Topic Portal (internal title 149)
Input Format
Each test point of the first behavior four positive integer $ n, b, s, m $, as meaning the subject.
Next $ m $ rows of three non-negative integer $ u, v, l $, $ represents from point to point U $ $ $ V L has a weight value of $ $ directed edge, the data is guaranteed FIG. strongly connected, i.e. can walk between any two points each.
Output Format
A data output line of each non-negative integer answer.
Sample
Sample input 1:
5 4 2 10
5 2 1
2 5 1
3 5 5
4 5 0
1 5 1
2 3 1
3 2 5
2 4 5
2 1 1
3 4 2
Sample output 1:
13
Sample input 2:
5 4 2 10
5 2 1
2 5 1
3 5 5
4 5 10
1 5 1
2 3 1
3 2 5
2 4 5
2 1 1
3 4 2
Sample Output 2:
24
Data range and tips
$ $ 5 per test points, each test point data range is as follows:
In addition, a number may be a uniform value of $ s $ relatively small data point appears.

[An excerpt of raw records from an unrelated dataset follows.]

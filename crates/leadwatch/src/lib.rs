//! Read-only subreddit lead watcher.
//!
//! This crate provides:
//! - Public Reddit listing fetching (no auth, no write actions)
//! - Keyword-group matching over post title and body
//! - A persisted seen set so repeated runs never report a post twice
//! - Console, Slack webhook, and email lead sinks

pub mod analysis;
pub mod config;
pub mod error;
pub mod pipeline;
pub mod report;
pub mod scanner;
pub mod source;
pub mod storage;

// Re-export main types
pub use analysis::{KeywordGroup, KeywordMatcher, LeadMatcher};
pub use config::WatchConfig;
pub use error::{ConfigError, FetchError, SinkError, StoreError};
pub use pipeline::{Pipeline, PipelineConfig, RunSummary};
pub use report::{ConsoleSink, EmailSink, LeadSink, SlackSink};
pub use scanner::{LeadScanner, ScanOutcome, SourceFailure};
pub use source::{Lead, PostRecord, PostSource, RedditListing};
pub use storage::{SeenSet, SeenStore};
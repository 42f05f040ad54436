//! Lead scanner - fetch, filter against the seen set, classify, mark seen.

use std::panic::{catch_unwind, AssertUnwindSafe};
use std::time::Duration;

use futures::future::join_all;
use url::Url;

use crate::analysis::LeadMatcher;
use crate::error::FetchError;
use crate::source::{resolve_permalink, Lead, PostRecord, PostSource};
use crate::storage::SeenSet;

/// Default per-source fetch timeout.
pub const DEFAULT_FETCH_TIMEOUT: Duration = Duration::from_secs(20);

/// A source whose fetch failed during a scan.
#[derive(Debug, Clone, PartialEq, Eq)]
pub struct SourceFailure {
    /// Source name.
    pub source: String,
    /// Error description.
    pub reason: String,
}

/// Result of a single scan.
#[derive(Debug, Default)]
pub struct ScanOutcome {
    /// New leads, in source order then listing order.
    pub leads: Vec<Lead>,
    /// The input seen set plus every post evaluated in this scan.
    pub seen: SeenSet,
    /// Sources that contributed nothing because their fetch failed.
    pub failures: Vec<SourceFailure>,
    /// Posts fetched across all sources.
    pub fetched: usize,
    /// Posts evaluated (not previously seen).
    pub evaluated: usize,
}

/// Scans sources for leads.
///
/// The seen set is passed in and handed back; the scanner holds no state
/// between scans.
#[derive(Debug, Clone)]
pub struct LeadScanner {
    link_base: Url,
    fetch_timeout: Duration,
}

impl LeadScanner {
    /// Create a scanner resolving lead URLs against `link_base`.
    #[must_use]
    pub fn new(link_base: Url, fetch_timeout: Duration) -> Self {
        Self {
            link_base,
            fetch_timeout,
        }
    }

    /// Scan every source once.
    ///
    /// Fetches run concurrently; results are merged one source at a time in
    /// the order of `sources`. A failed or timed-out fetch contributes no
    /// posts and does not stop the scan.
    pub async fn scan(
        &self,
        sources: &[String],
        seen: SeenSet,
        fetcher: &dyn PostSource,
        matcher: &dyn LeadMatcher,
    ) -> ScanOutcome {
        let fetches = sources
            .iter()
            .map(|source| self.fetch_source(fetcher, source));
        let results = join_all(fetches).await;

        let mut outcome = ScanOutcome {
            seen,
            ..ScanOutcome::default()
        };

        for (source, result) in sources.iter().zip(results) {
            match result {
                Ok(posts) => self.merge(source, posts, matcher, &mut outcome),
                Err(e) => {
                    tracing::warn!(source = %source, error = %e, "Failed to fetch source");
                    outcome.failures.push(SourceFailure {
                        source: source.clone(),
                        reason: e.to_string(),
                    });
                }
            }
        }

        tracing::info!(
            sources = sources.len(),
            failed = outcome.failures.len(),
            fetched = outcome.fetched,
            evaluated = outcome.evaluated,
            leads = outcome.leads.len(),
            "Scan complete"
        );

        outcome
    }

    async fn fetch_source(
        &self,
        fetcher: &dyn PostSource,
        source: &str,
    ) -> Result<Vec<PostRecord>, FetchError> {
        match tokio::time::timeout(self.fetch_timeout, fetcher.fetch(source)).await {
            Ok(result) => result,
            Err(_) => Err(FetchError::Timeout(self.fetch_timeout)),
        }
    }

    /// Evaluate one source's posts against the working seen set.
    fn merge(
        &self,
        source: &str,
        posts: Vec<PostRecord>,
        matcher: &dyn LeadMatcher,
        outcome: &mut ScanOutcome,
    ) {
        outcome.fetched += posts.len();
        let mut new_posts = 0usize;

        for post in posts {
            if outcome.seen.contains(&post.id) {
                continue;
            }

            if evaluate(matcher, &post) {
                tracing::info!(source, id = %post.id, title = %post.title, "New lead");
                outcome.leads.push(Lead {
                    source: source.to_string(),
                    url: resolve_permalink(&self.link_base, &post.permalink),
                    title: post.title,
                });
            }

            outcome.seen.insert(post.id);
            new_posts += 1;
        }

        outcome.evaluated += new_posts;
        tracing::debug!(source, new_posts, "Merged source");
    }
}

/// Run the matcher on one post; a panicking matcher counts as no match.
fn evaluate(matcher: &dyn LeadMatcher, post: &PostRecord) -> bool {
    let text = post.text();
    catch_unwind(AssertUnwindSafe(|| matcher.matches(&text))).unwrap_or_else(|_| {
        tracing::warn!(id = %post.id, "Matcher panicked, treating post as no match");
        false
    })
}
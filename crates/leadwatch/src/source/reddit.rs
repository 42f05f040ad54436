//! Reddit public listing client.
//!
//! Reads `/r/{name}/new.json` without authentication. Read-only: nothing here
//! writes to Reddit.

use async_trait::async_trait;
use reqwest::Client;
use serde::Deserialize;

use super::types::PostRecord;
use super::PostSource;
use crate::error::FetchError;

/// Default listing host.
pub const DEFAULT_BASE_URL: &str = "https://www.reddit.com";

/// Default user agent sent with every listing request.
pub const DEFAULT_USER_AGENT: &str = "read-only-helper-bot/1.0";

/// Default number of posts requested per listing.
pub const DEFAULT_LIMIT: u32 = 20;

/// Listing envelope: `{"data": {"children": [{"data": {...}}]}}`.
#[derive(Debug, Deserialize)]
struct Listing {
    data: ListingData,
}

#[derive(Debug, Deserialize)]
struct ListingData {
    #[serde(default)]
    children: Vec<ListingChild>,
}

#[derive(Debug, Deserialize)]
struct ListingChild {
    data: RawPost,
}

#[derive(Debug, Deserialize)]
struct RawPost {
    id: String,
    #[serde(default)]
    title: String,
    #[serde(default)]
    selftext: Option<String>,
    #[serde(default)]
    permalink: String,
}

impl From<RawPost> for PostRecord {
    fn from(raw: RawPost) -> Self {
        PostRecord::new(
            raw.id,
            raw.title,
            raw.selftext.unwrap_or_default(),
            raw.permalink,
        )
    }
}

/// Fetches the newest posts of a subreddit from the public JSON listing.
pub struct RedditListing {
    client: Client,
    base_url: String,
    limit: u32,
}

impl RedditListing {
    /// Create a client against `base_url` requesting `limit` posts per listing.
    pub fn new(base_url: impl Into<String>, limit: u32) -> Result<Self, FetchError> {
        Self::with_user_agent(base_url, limit, DEFAULT_USER_AGENT)
    }

    /// Create a client with a custom user agent.
    pub fn with_user_agent(
        base_url: impl Into<String>,
        limit: u32,
        user_agent: &str,
    ) -> Result<Self, FetchError> {
        let client = Client::builder().user_agent(user_agent).build()?;
        Ok(Self {
            client,
            base_url: base_url.into().trim_end_matches('/').to_string(),
            limit,
        })
    }

    /// URL of the "new" listing for a subreddit.
    #[must_use]
    pub fn listing_url(&self, source: &str) -> String {
        format!("{}/r/{}/new.json", self.base_url, source)
    }
}

#[async_trait]
impl PostSource for RedditListing {
    async fn fetch(&self, source: &str) -> Result<Vec<PostRecord>, FetchError> {
        let url = self.listing_url(source);
        tracing::debug!(%url, limit = self.limit, "Fetching listing");

        let response = self
            .client
            .get(&url)
            .query(&[("limit", self.limit)])
            .send()
            .await?;

        let status = response.status();
        if !status.is_success() {
            return Err(FetchError::Status {
                status: status.as_u16(),
                url,
            });
        }

        let body = response.text().await?;
        let listing: Listing = serde_json::from_str(&body)?;

        let posts: Vec<PostRecord> = listing
            .data
            .children
            .into_iter()
            .map(|child| child.data.into())
            .collect();

        tracing::debug!(source, count = posts.len(), "Fetched listing");
        Ok(posts)
    }
}
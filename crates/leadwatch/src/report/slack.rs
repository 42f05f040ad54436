//! Slack webhook sink.

use async_trait::async_trait;
use serde::Serialize;
use std::fmt::Write;
use tracing::debug;

use super::LeadSink;
use crate::error::SinkError;
use crate::source::Lead;

/// Environment variable for Slack webhook URL.
const ENV_SLACK_WEBHOOK_URL: &str = "SLACK_WEBHOOK_URL";

#[derive(Debug, Serialize)]
struct WebhookPayload {
    text: String,
}

/// Posts one message per run to a Slack incoming webhook.
pub struct SlackSink {
    webhook_url: String,
    client: reqwest::Client,
}

impl SlackSink {
    /// Create a Slack sink with a specific webhook URL.
    #[must_use]
    pub fn new(webhook_url: impl Into<String>) -> Self {
        Self {
            webhook_url: webhook_url.into(),
            client: reqwest::Client::new(),
        }
    }

    /// Create from `SLACK_WEBHOOK_URL`.
    pub fn from_env() -> Result<Self, SinkError> {
        let webhook_url = std::env::var(ENV_SLACK_WEBHOOK_URL)
            .map_err(|_| SinkError::NotConfigured(format!("{ENV_SLACK_WEBHOOK_URL} not set")))?;
        Ok(Self::new(webhook_url))
    }

    /// Format leads as Slack mrkdwn.
    fn format_text(leads: &[Lead]) -> String {
        let mut text = format!(
            "*{} new lead{}*",
            leads.len(),
            if leads.len() == 1 { "" } else { "s" }
        );
        for lead in leads {
            let title = lead
                .title
                .replace('&', "&amp;")
                .replace('<', "&lt;")
                .replace('>', "&gt;");
            let _ = write!(text, "\n• r/{}: <{}|{}>", lead.source, lead.url, title);
        }
        text
    }
}

#[async_trait]
impl LeadSink for SlackSink {
    fn name(&self) -> &'static str {
        "slack"
    }

    async fn deliver(&self, leads: &[Lead]) -> Result<(), SinkError> {
        if leads.is_empty() {
            debug!("No leads, skipping Slack message");
            return Ok(());
        }

        let payload = WebhookPayload {
            text: Self::format_text(leads),
        };

        let response = self
            .client
            .post(&self.webhook_url)
            .json(&payload)
            .send()
            .await?;

        if !response.status().is_success() {
            let status = response.status().as_u16();
            let body = response.text().await.unwrap_or_default();
            return Err(SinkError::Status { status, body });
        }

        debug!(count = leads.len(), "Slack message sent");
        Ok(())
    }
}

For all test points are $ m \ leqslant 50,000,1 \ leqslant s \ leqslant b <n, 0 \ leqslant l \ leqslant 10,000 $, given strong and legitimate communication to FIG.
answer
Positive and negative first find the shortest path to the headquarters of each point, you can build the reverse side.
Of the formula can be found at every point of the positive and negative price for its shortest length and multiplying it has several divisions at $ -1 $ subprojects.
利用贪心的思想,小的放在一起,大的放在一起一定更优,于是可以排个序。
接着考虑$DP$,设$dp[i][j]$表示选到$i$,分了$j$组的最小代价,但是发现时间复杂度是$\Theta(n^3)$的,接着考虑优化。
在最优解中$dis$从小到大依次划分得到的段的长度一定是单调不增的,所以只有$[i-\frac{i}{j},i)$才能更新$dp[i][j]$。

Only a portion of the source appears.